Can I deduct my IRA contribution if my spouse has a 401k?

For contributions to a traditional IRA, the amount you can deduct may be limited if you or your spouse is covered by a retirement plan at work and your income exceeds certain levels. Roth IRA contributions aren’t deductible.

>> Click to read more <<

Correspondingly, can a retired spouse contribute to an IRA?

Earned income means money from a job; investment income doesn’t count. However, if you are retired and your spouse has earned income, he or she can contribute to their own IRA and also make what is called a spousal contribution to your IRA. … The maximum you can contribute to a traditional or Roth IRA in 2018 is $5,500.

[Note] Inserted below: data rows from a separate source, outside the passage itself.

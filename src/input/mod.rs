//! Raw line input
//!
//! No line editing and no history: bytes are read straight from the source
//! until a newline shows up. The reader calls [`Read::read`] itself instead
//! of `BufRead::read_line`, because the latter retries on `EINTR` and an
//! interrupted read has to reach the interpreter loop.

use std::io::{self, ErrorKind, Read};

const CHUNK_SIZE: usize = 4096;

#[derive(Debug, Clone, PartialEq, Eq)]
pub enum ReadOutcome {
    /// One line, without its trailing newline
    Line(String),
    /// The source is exhausted
    Eof,
    /// A signal interrupted the read; any partial line was dropped
    Interrupted,
}

/// Reads newline-terminated lines from any byte source.
///
/// Bytes read past the end of a line stay buffered for the next call, and
/// the buffer itself is reused from line to line.
pub struct LineReader<R> {
    source: R,
    buffer: Vec<u8>,
}

impl<R: Read> LineReader<R> {
    pub fn new(source: R) -> Self {
        Self {
            source,
            buffer: Vec::new(),
        }
    }

    pub fn read_line(&mut self) -> io::Result<ReadOutcome> {
        let mut chunk = [0u8; CHUNK_SIZE];

        loop {
            if let Some(newline) = self.buffer.iter().position(|&b| b == b'\n') {
                let line = decode(&self.buffer[..newline]);
                self.buffer.drain(..=newline);
                return Ok(ReadOutcome::Line(line));
            }

            match self.source.read(&mut chunk) {
                Ok(0) if self.buffer.is_empty() => return Ok(ReadOutcome::Eof),
                Ok(0) => {
                    // Unterminated last line
                    let line = decode(&self.buffer);
                    self.buffer.clear();
                    return Ok(ReadOutcome::Line(line));
                }
                Ok(n) => self.buffer.extend_from_slice(&chunk[..n]),
                Err(e) if e.kind() == ErrorKind::Interrupted => {
                    self.buffer.clear();
                    return Ok(ReadOutcome::Interrupted);
                }
                Err(e) => return Err(e),
            }
        }
    }
}

fn decode(bytes: &[u8]) -> String {
    String::from_utf8_lossy(bytes).into_owned()
}

#[cfg(test)]
mod tests {
    use super::*;

    /// Source that fails once with EINTR after handing out its first part
    struct InterruptOnce {
        parts: Vec<&'static [u8]>,
        interrupted: bool,
    }

    impl Read for InterruptOnce {
        fn read(&mut self, buf: &mut [u8]) -> io::Result<usize> {
            if self.parts.len() == 1 && !self.interrupted {
                self.interrupted = true;
                return Err(io::Error::from(ErrorKind::Interrupted));
            }
            if self.parts.is_empty() {
                return Ok(0);
            }
            let part = self.parts.remove(0);
            buf[..part.len()].copy_from_slice(part);
            Ok(part.len())
        }
    }

    #[test]
    fn test_reads_lines_in_order() {
        let mut reader = LineReader::new(&b"echo one\necho two\n"[..]);
        assert_eq!(reader.read_line().unwrap(), ReadOutcome::Line("echo one".into()));
        assert_eq!(reader.read_line().unwrap(), ReadOutcome::Line("echo two".into()));
        assert_eq!(reader.read_line().unwrap(), ReadOutcome::Eof);
    }

    #[test]
    fn test_empty_lines_are_lines() {
        let mut reader = LineReader::new(&b"\n\n"[..]);
        assert_eq!(reader.read_line().unwrap(), ReadOutcome::Line(String::new()));
        assert_eq!(reader.read_line().unwrap(), ReadOutcome::Line(String::new()));
        assert_eq!(reader.read_line().unwrap(), ReadOutcome::Eof);
    }

    #[test]
    fn test_unterminated_last_line() {
        let mut reader = LineReader::new(&b"first\nlast"[..]);
        assert_eq!(reader.read_line().unwrap(), ReadOutcome::Line("first".into()));
        assert_eq!(reader.read_line().unwrap(), ReadOutcome::Line("last".into()));
        assert_eq!(reader.read_line().unwrap(), ReadOutcome::Eof);
    }

    #[test]
    fn test_invalid_utf8_is_replaced() {
        let mut reader = LineReader::new(&b"a\xffb\n"[..]);
        assert_eq!(reader.read_line().unwrap(), ReadOutcome::Line("a\u{fffd}b".into()));
    }

    #[test]
    fn test_long_line_spans_chunks() {
        let mut input = vec![b'x'; CHUNK_SIZE * 2 + 10];
        input.push(b'\n');
        let mut reader = LineReader::new(&input[..]);
        match reader.read_line().unwrap() {
            ReadOutcome::Line(line) => assert_eq!(line.len(), CHUNK_SIZE * 2 + 10),
            other => panic!("expected a line, got {:?}", other),
        }
    }

    #[test]
    fn test_interrupt_drops_partial_line() {
        let source = InterruptOnce {
            parts: vec![b"partial", b"fresh\n"],
            interrupted: false,
        };
        let mut reader = LineReader::new(source);
        assert_eq!(reader.read_line().unwrap(), ReadOutcome::Interrupted);
        assert_eq!(reader.read_line().unwrap(), ReadOutcome::Line("fresh".into()));
        assert_eq!(reader.read_line().unwrap(), ReadOutcome::Eof);
    }
}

In this manner, what is the maximum IRA contribution for 2020 for a married couple?

$6,000

Also, what is the maximum contribution to a spousal IRA?

$6,000 per individual

Can you deduct IRA contributions in 2020?

If you‘re single and don’t participate in a retirement plan at work, you can make a tax-deductible IRA contribution for 2020 of up to $6,000 ($7,000 if you‘re 50 or older) regardless of your income. … You can take a partial tax deduction if your combined income is between $196,000 and $206,000.

What are the rules for a spousal IRA?

What are the rules for a spousal IRA?

  • The couple must file taxes as “married filing jointly.”
  • IRAs have strict income limits, and those rules apply here. …
  • The spousal IRA is not co-owned. …
  • There is no age restriction on contributing to either traditional or Roth IRAs.